Any suggestions for these types of puzzles? Or just the where/what/why to bring context? Any good adventure modules (or books, videogames) that I can look at for inspiration?

Comet
2015-06-07, 04:37 PM
The ideal thing to do would be to have an actual environment that can be manipulated through time travel rather than a linear set of puzzles with set solutions.

With that in mind, there's a published adventure called Thulian Echoes out there. In it the players find a journal depicting an adventuring party's journey into an open-ended dungeon in search of treasure. The twist is that the players are allowed to play out this adventure in the past. Then, when the players' own characters arrive at that dungeon in the present, the DM is given very clear and clever instructions on how their past actions may have altered the environment in the present day. This all done through seemingly simple if/then switches that the DM can easily juggle to see how things affect each other in what are ultimately pretty complex and interesting ways. Definitely a cool system to keep track of these kinds of things.

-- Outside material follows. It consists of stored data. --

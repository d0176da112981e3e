#![forbid(unsafe_code)]

//! Model wrapper configuration.
//!
//! [`WrapperConfig`] is a plain value with builder-style setters. With the
//! `config-file` feature it can also be read from TOML or JSON; absent keys
//! keep their defaults.
//!
//! ```toml
//! label = "person-form"
//! reload_on_source_change = true
//! write_back_commits = false
//! ```

#[cfg(feature = "config-file")]
use crate::error::{Result, WrapperError};

/// Behaviour switches for a [`ModelWrapper`](crate::ModelWrapper).
#[derive(Debug, Clone, PartialEq, Eq)]
#[cfg_attr(feature = "config-file", derive(serde::Deserialize, serde::Serialize))]
#[cfg_attr(feature = "config-file", serde(default))]
pub struct WrapperConfig {
    /// Reload every field when a tracked model source changes.
    pub reload_on_source_change: bool,
    /// Push the committed object back into a tracked model source.
    pub write_back_commits: bool,
    /// Name attached to log events.
    pub label: Option<String>,
}

impl Default for WrapperConfig {
    fn default() -> Self {
        Self {
            reload_on_source_change: true,
            write_back_commits: true,
            label: None,
        }
    }
}

impl WrapperConfig {
    #[must_use]
    pub fn new() -> Self {
        Self::default()
    }

    #[must_use]
    pub fn with_reload_on_source_change(mut self, enabled: bool) -> Self {
        self.reload_on_source_change = enabled;
        self
    }

    #[must_use]
    pub fn with_write_back_commits(mut self, enabled: bool) -> Self {
        self.write_back_commits = enabled;
        self
    }

    #[must_use]
    pub fn with_label(mut self, label: impl Into<String>) -> Self {
        self.label = Some(label.into());
        self
    }

    pub(crate) fn label(&self) -> &str {
        self.label.as_deref().unwrap_or("model")
    }

    /// Parse a TOML document.
    ///
    /// # Errors
    ///
    /// [`WrapperError::Config`] if the document is malformed or a key has the
    /// wrong type.
    #[cfg(feature = "config-file")]
    pub fn from_toml_str(source: &str) -> Result<Self> {
        toml::from_str(source).map_err(|err| WrapperError::config(err.to_string()))
    }

    /// Parse a JSON document.
    ///
    /// # Errors
    ///
    /// [`WrapperError::Config`] if the document is malformed or a key has the
    /// wrong type.
    #[cfg(feature = "config-file")]
    pub fn from_json_str(source: &str) -> Result<Self> {
        serde_json::from_str(source).map_err(|err| WrapperError::config(err.to_string()))
    }
}
#![forbid(unsafe_code)]

//! Connections between [`Observable`] cells.
//!
//! - [`Mirror<T>`] forwards every change of a source into a target. It does
//!   not copy the source's current value at construction, so attaching a
//!   mirror never disturbs a value that was staged in the target.
//! - [`TwoWayBinding<T>`] keeps two cells equal in both directions. The
//!   target takes the source's value when the binding is created.
//! - [`BindingScope`] owns a group of subscriptions for a logical scope and
//!   releases all of them when dropped.
//!
//! # Invariants
//!
//! 1. A `Mirror` never writes to its source.
//! 2. `TwoWayBinding` cannot loop: a re-entrancy guard drops the echo.
//! 3. Dropping a `Mirror`, `TwoWayBinding` or `BindingScope` disconnects
//!    everything it holds before the next notification cycle.

use std::cell::Cell;
use std::fmt;
use std::rc::Rc;

use super::observable::{Observable, Subscription};

/// One-way forwarding from a source cell into a target cell.
pub struct Mirror<T> {
    _subscription: Subscription,
    _phantom: std::marker::PhantomData<T>,
}

impl<T: Clone + PartialEq + 'static> Mirror<T> {
    /// Forward future changes of `source` into `target`.
    pub fn new(source: &Observable<T>, target: &Observable<T>) -> Self {
        let target = target.clone();
        let subscription = source.subscribe(move |value| {
            target.set(value.clone());
        });
        Self {
            _subscription: subscription,
            _phantom: std::marker::PhantomData,
        }
    }
}

impl<T> fmt::Debug for Mirror<T> {
    fn fmt(&self, f: &mut fmt::Formatter<'_>) -> fmt::Result {
        f.debug_struct("Mirror").finish_non_exhaustive()
    }
}

/// Bidirectional binding between two [`Observable`]s of the same type.
///
/// Drop the binding to disconnect both directions.
pub struct TwoWayBinding<T: Clone + PartialEq + 'static> {
    _forward: Subscription,
    _backward: Subscription,
    _phantom: std::marker::PhantomData<T>,
}

impl<T: Clone + PartialEq + 'static> TwoWayBinding<T> {
    /// Bind `source` and `target`. `target` takes `source`'s current value.
    pub fn new(source: &Observable<T>, target: &Observable<T>) -> Self {
        target.set(source.get());

        let syncing = Rc::new(Cell::new(false));

        let to_target = target.clone();
        let guard = Rc::clone(&syncing);
        let forward = source.subscribe(move |value| {
            if !guard.replace(true) {
                to_target.set(value.clone());
                guard.set(false);
            }
        });

        let to_source = source.clone();
        let guard = Rc::clone(&syncing);
        let backward = target.subscribe(move |value| {
            if !guard.replace(true) {
                to_source.set(value.clone());
                guard.set(false);
            }
        });

        Self {
            _forward: forward,
            _backward: backward,
            _phantom: std::marker::PhantomData,
        }
    }
}

impl<T: Clone + PartialEq + 'static> fmt::Debug for TwoWayBinding<T> {
    fn fmt(&self, f: &mut fmt::Formatter<'_>) -> fmt::Result {
        f.debug_struct("TwoWayBinding").finish_non_exhaustive()
    }
}

/// Holds subscriptions for a logical scope.
///
/// All held subscriptions are released when the scope is dropped or
/// [`clear`](Self::clear) is called.
#[derive(Default)]
pub struct BindingScope {
    subscriptions: Vec<Subscription>,
}

impl BindingScope {
    /// Create an empty scope.
    #[must_use]
    pub fn new() -> Self {
        Self::default()
    }

    /// Keep `subscription` alive for the lifetime of this scope.
    pub fn hold(&mut self, subscription: Subscription) {
        self.subscriptions.push(subscription);
    }

    /// Subscribe to `source` within this scope.
    pub fn subscribe<T: Clone + PartialEq + 'static>(
        &mut self,
        source: &Observable<T>,
        callback: impl Fn(&T) + 'static,
    ) -> &mut Self {
        let subscription = source.subscribe(callback);
        self.subscriptions.push(subscription);
        self
    }

    /// Number of held subscriptions.
    #[must_use]
    pub fn len(&self) -> usize {
        self.subscriptions.len()
    }

    #[must_use]
    pub fn is_empty(&self) -> bool {
        self.subscriptions.is_empty()
    }

    /// Release every held subscription. The scope stays usable.
    pub fn clear(&mut self) {
        self.subscriptions.clear();
    }
}

impl fmt::Debug for BindingScope {
    fn fmt(&self, f: &mut fmt::Formatter<'_>) -> fmt::Result {
        f.debug_struct("BindingScope")
            .field("len", &self.subscriptions.len())
            .finish()
    }
}
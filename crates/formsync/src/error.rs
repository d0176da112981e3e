#![forbid(unsafe_code)]

//! Error type for field registration and configuration loading.

use thiserror::Error;

pub type Result<T> = std::result::Result<T, WrapperError>;

#[derive(Debug, Error, Clone, PartialEq, Eq)]
pub enum WrapperError {
    /// A key was registered again with a different value type.
    #[error("field key {key:?} is already registered with a different value type (requested {requested})")]
    KeyTypeMismatch { key: String, requested: &'static str },

    #[error("invalid wrapper config: {message}")]
    Config { message: String },
}

impl WrapperError {
    #[must_use]
    pub fn config(message: impl Into<String>) -> Self {
        Self::Config {
            message: message.into(),
        }
    }

    #[must_use]
    pub fn key_mismatch<T>(key: impl Into<String>) -> Self {
        Self::KeyTypeMismatch {
            key: key.into(),
            requested: std::any::type_name::<T>(),
        }
    }
}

Also, in my experience, time travel = shenanigans. Somehow, no matter how well you limit their access to jumping back and forth, the players will find a way to do amazing and awful things that might shatter your brain. I think this is a plus. For an exhaustive, and exhausting, look into the terrible world of time travel look up the roleplaying game Continuum or the OSR adventure Monolith from Beyond Space and Time.

Studoku
2015-06-07, 05:05 PM
A large amount of the plot of Dark Chronicle (http://en.wikipedia.org/wiki/Dark_Chronicle) revolves around doing this.

TurboGhast
2015-06-08, 04:26 PM
You need to be a good GM to be able to use time travel at all and not have the game spiral into nonsense and confusion, because given something as powerful as time travel, the players will probably try to do some crazy, and possibly gamewrecking, stuff like:

- Duplicate stuff, up to and including themselves.
- Kill the BBEG's parents, or prevent them from meeting.
- Kill the past self of the BBEG.
- Warn their past selves about hazards.
- Destroy the entire past dungeon, so no present dungeon exists.

LokiRagnarok
2015-06-11, 09:53 AM
You may want to play the flash game "Cube Escape: Seasons". In the last part of it, you do precisely what you have in mind, jumping betweent four different times - it may serve as an inspiration to you and takes roughly 20 minutes.

Maglubiyet
2015-06-11, 05:49 PM
Go back in time, divert a downspout outside of the window so that it drips behind a wall. Seal the wall up so that it's water tight. Come back to the present and they have a cistern full of water behind the wall.

Attract a bird to the tower. Kill it and animate its body. Cap its beak with a metal/diamond tip. Take it back in time and order it peck a hole through the stone/brick.

Go back, murder one of the group, brick his body up behind a wall. Back in the present he's a skeleton. Make a decorative wind chime out of the bones. Give it as a gift to the wizard.

JAL_1138
2015-06-11, 06:49 PM
"By changing the thing you went back in time to change, you had no reason to go back in time, and thus didn't, but then the thing wouldn't have been changed, and so you would have, and the universe implodes."

"By meeting yourself in the past, you remember having heard yourself saying and doing the things you're now saying and doing, including remembering seeing yourself remember these things, and the overlaying of these new memories over both the old memories and your current thoughts and actions actions creates a mental feedback loop and drives you hopelessly insane. You are fated to spend the rest of your life as a gibbering wreck, which you cannot avoid by taking a different action in the present, because time travel means that either the future is deterministic or the universe implodes in a paradox."